A gentleman went to church one Sunday with his wife and heard the minister preach about the man who built his house on sand. At the end of the service, the gentleman went up to pastor and said, "I am that man.”
When word got out that Lt. Gen. Nathan Bedford Forrest, the finest cavalryman the Confederacy ever had and the first Imperial Wizard of the Ku Klux Klan had come to Christ, reactions were mixed. Many Christians rejoiced that such a man with a mixed past had been converted. Others, many not self-processed Christians, doubted that Forrest, whose reputation was that of a hard and no-holds barred fighter, could ever be genuinely converted.
However, Forrest, like many in history with infamous public images, had truly came to Christ.
In more recent years, individuals with similarly blemished public personas have been won to the Lord and, like Forrest, have been met with incredulity.
When Chuck Colson, the notorious henchman of the Nixon White House who boasted that he would walk on his grandmother's grave for the President became born again, the public response was almost uniformly negative. Washington insiders and late night comics greeted his conversion with scorn, claiming that he was getting "religion" just to get a lighter prison sentence. History shows that Colson's born again experience did not curry favor with the court. Founding the Prison Fellowship ministry upon his release further confirmed Colson’s genuine decision for Christ.
A more recent “hated convert” was Karla Faye Tucker. Miss Tucker was executed Feb. 3, 1998 in Texas for a gruesome murder. Tucker and her boyfriend had wielded a pickax 20 times into the bodies of Jerry Lynn Dean and Deborah Thornton. Tucker claimed that the killings gave her sexual ecstasy. At her trial, she did not claim to be innocent.
But during her stay in prison awaiting execution, Tucker made a public profession of Christ. Again the claim of becoming a Christian by such a despised person produced a mixed response. There were those who said that this was a case of "jailhouse religion," designed to produce a clemency of the death sentence (Tucker, in fact asked for mercy in that she had genuinely had her life turned around). Others were convinced that she had become a Christian.
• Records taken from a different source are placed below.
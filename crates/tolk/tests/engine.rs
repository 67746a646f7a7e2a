//! End-to-end tests for the translation engine.

use std::sync::Arc;
use std::thread;

use tolk::{
    CollectingSink, Diagnostic, Engine, MemoryStore, Query, Renderer, TranslationValue, params,
};

fn store() -> Arc<MemoryStore> {
    let store = Arc::new(MemoryStore::builder().locale("de-CH").fallback("en").build());
    store
        .load_bundle_str(
            r#"{
                "de-CH": { "greeting": "Grüezi {name}" },
                "de": {
                    "greeting": "Hallo {name}",
                    "farewell": "Tschüss",
                    "files": "eine Datei:::{n} Dateien"
                },
                "en": {
                    "greeting": "Hello {name}",
                    "farewell": "Goodbye",
                    "apples": "one apple:::{n} apples",
                    "steps": ["First {a}", "Then {b}"]
                }
            }"#,
        )
        .unwrap();
    store
}

fn engine_with_sink() -> (Engine<Arc<MemoryStore>>, Arc<CollectingSink>) {
    let sink = Arc::new(CollectingSink::new());
    let engine = Engine::builder()
        .store(store())
        .renderer(Renderer::builder().sink(sink.clone()).build())
        .build();
    (engine, sink)
}

// =========================================================================
// Translation
// =========================================================================

#[test]
fn translate_walks_fallback_chain() {
    let engine = Engine::new(store());
    let query = Query::builder()
        .replacements(params! { "name" => "Anna" })
        .build();

    assert_eq!(engine.text("greeting", &query), "Grüezi Anna");
    assert_eq!(engine.text("farewell", &query), "Tschüss");
    assert_eq!(
        engine.text("apples", &Query::builder().count(1).build()),
        "one apple"
    );
    assert_eq!(engine.text("nowhere", &query), "nowhere");
}

#[test]
fn default_value_is_rendered() {
    let engine = Engine::new(store());
    let query = Query::builder()
        .default_value("No {thing} here")
        .replacements(params! { "thing" => "key" })
        .build();
    assert_eq!(engine.text("missing", &query), "No key here");
}

#[test]
fn plural_form_uses_resolved_locale() {
    let engine = Engine::new(store());
    let query = Query::builder()
        .replacements(params! { "n" => 4 })
        .count(4)
        .build();
    assert_eq!(engine.text("files", &query), "4 Dateien");
    assert_eq!(engine.text("apples", &query), "4 apples");
}

#[test]
fn translate_in_ignores_current_locale() {
    let engine = Engine::new(store());
    let query = Query::builder()
        .replacements(params! { "name" => "Sam" })
        .build();

    assert_eq!(engine.text_in("en", "greeting", &query), "Hello Sam");
    assert_eq!(engine.text_in("de-AT", "greeting", &query), "Hallo Sam");
    assert_eq!(engine.text_in("fr", "farewell", &query), "Goodbye");
    assert_eq!(engine.locale(), "de-CH");
}

#[test]
fn list_translation() {
    let engine = Engine::new(store());
    let query = Query::builder()
        .replacements(params! { "a" => "mix", "b" => "bake" })
        .build();

    assert_eq!(
        engine.translate("steps", &query),
        TranslationValue::from(vec!["First mix", "Then bake"])
    );
    assert_eq!(engine.text("steps", &query), "First mix\nThen bake");
}

#[test]
fn engine_sees_store_changes_between_calls() {
    let store = store();
    let engine = Engine::new(store.clone());
    let query = Query::new();

    assert_eq!(engine.text("farewell", &query), "Tschüss");

    store.set_locale("en");
    assert_eq!(engine.text("farewell", &query), "Goodbye");

    store.load_locale_str("en", r#"{ "farewell": "Bye" }"#).unwrap();
    assert_eq!(engine.text("farewell", &query), "Bye");

    store.remove_locale("en");
    assert_eq!(engine.text("farewell", &query), "farewell");
}

#[test]
fn engine_over_borrowed_store() {
    let store = MemoryStore::builder().locale("en").build();
    store.load_locale_str("en", r#"{ "a": "A" }"#).unwrap();

    let engine = Engine::new(&store);
    assert_eq!(engine.text("a", &Query::new()), "A");
}

// =========================================================================
// Existence Checks
// =========================================================================

#[test]
fn key_and_locale_existence() {
    let store = store();
    let engine = Engine::new(store.clone());

    assert!(engine.key_exists("greeting"));
    // only the loaded current locale is consulted
    assert!(!engine.key_exists("farewell"));
    assert!(!engine.key_exists("apples"));

    store.set_locale("fr");
    assert!(engine.key_exists("apples"));
    assert!(!engine.key_exists("files"));

    assert!(engine.locale_exists("de"));
    assert!(!engine.locale_exists("fr"));
}

// =========================================================================
// Diagnostics
// =========================================================================

#[test]
fn diagnostics_reach_configured_sink() {
    let (engine, sink) = engine_with_sink();

    let query = Query::builder().count("many").build();
    assert_eq!(engine.text("greeting", &query), "Grüezi {name}");

    assert_eq!(
        sink.take(),
        vec![
            Diagnostic::MissingPlaceholder {
                placeholder: "{name}".to_string(),
                text: "Grüezi {name}".to_string(),
                suggestions: vec![],
            },
            Diagnostic::NonNumericPluralCount {
                count: "many".to_string()
            },
        ]
    );
}

#[test]
fn engine_is_shared_across_threads() {
    let engine = Arc::new(Engine::new(store()));
    let handles: Vec<_> = ["Ada", "Bo", "Cy"]
        .into_iter()
        .map(|name| {
            let engine = Arc::clone(&engine);
            thread::spawn(move || {
                let query = Query::builder()
                    .replacements(params! { "name" => name })
                    .build();
                engine.text_in("en", "greeting", &query)
            })
        })
        .collect();

    let greetings: Vec<String> = handles
        .into_iter()
        .map(|handle| handle.join().unwrap())
        .collect();
    assert_eq!(greetings, vec!["Hello Ada", "Hello Bo", "Hello Cy"]);
}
The expected execution divided individuals who normally are death penalty supporters such as Christian Coalition founder Pat Robertson. Yet, even among those who still supported execution for Miss Tucker, the consensus by most is that Karla Faye lived a Christian witness up to and including the very end.
Probably the most notorious hated convert to Christianity was the Apostle Paul. By his own admission he was a zealous persecutor of the Christians. "On the authority of the chief priests I put many of the saints in prison, and when they were put to death, I cast my vote against them. Many a time I went from one synagogue to another to have them punished, and I tried to force them to blaspheme. In my obsession against them, I even went to foreign cities to persecute them." (Acts 26:10-11).
When Stephen was stoned by the Sanhedrin, Paul (then Saul) guarded the clothes of the stoners and gave approval to Stephen's death (Acts 7:58, 8:1).
After Paul's conversion "when he came to Jerusalem, he tried to join the disciples, but they were all afraid of him, not believing that he really was a disciple" (Acts 9:26).
Why is it that most people act incredulously when they hear that a notorious person has come to Christ? Perhaps it is because they believe that only "good" people go to heaven. That is, in order to get to heaven one must perform good works.
But the Bible says, "There is not a righteous man on earth who does what is right and never sins" (Eccles. 7:20). Jesus said, "No one is good -- except God alone" (Mark 10:18). In fact, all of our righteous acts are as "filthy rags" (Isaiah 64:6).
Salvation can come only by faith (Eph. 2:8-9, Rom. 3:22), by believing in Jesus Christ (Acts 16:31). This is a concept so simple, yet profound. The Apostle Paul commented on the world's resistance to God's simple plan of salvation when he said, "God was pleased through the foolishness of what was preached to save those who believe. ... a stumbling block to Jews and foolishness to Gentiles" (1 Cor 1:21,23).
Therefore it is not surprising today when the world reacts negatively and even with sarcasm at those "notorious" sinners who have come to Christ. It has always been so. For those of us who are already Christians, the difference between our former condition and that of the "hated" converts is only in the notoriety of the sins. But for the grace of God we would have been them.
David A. Williams is a layman from Fort Worth, Texas. He has served as a news commentator on public television in Texas and Virginia, and was a Speech Writer, Confidential Assistant for External Affairs and a Legislative Liaison in the Reagan Administration.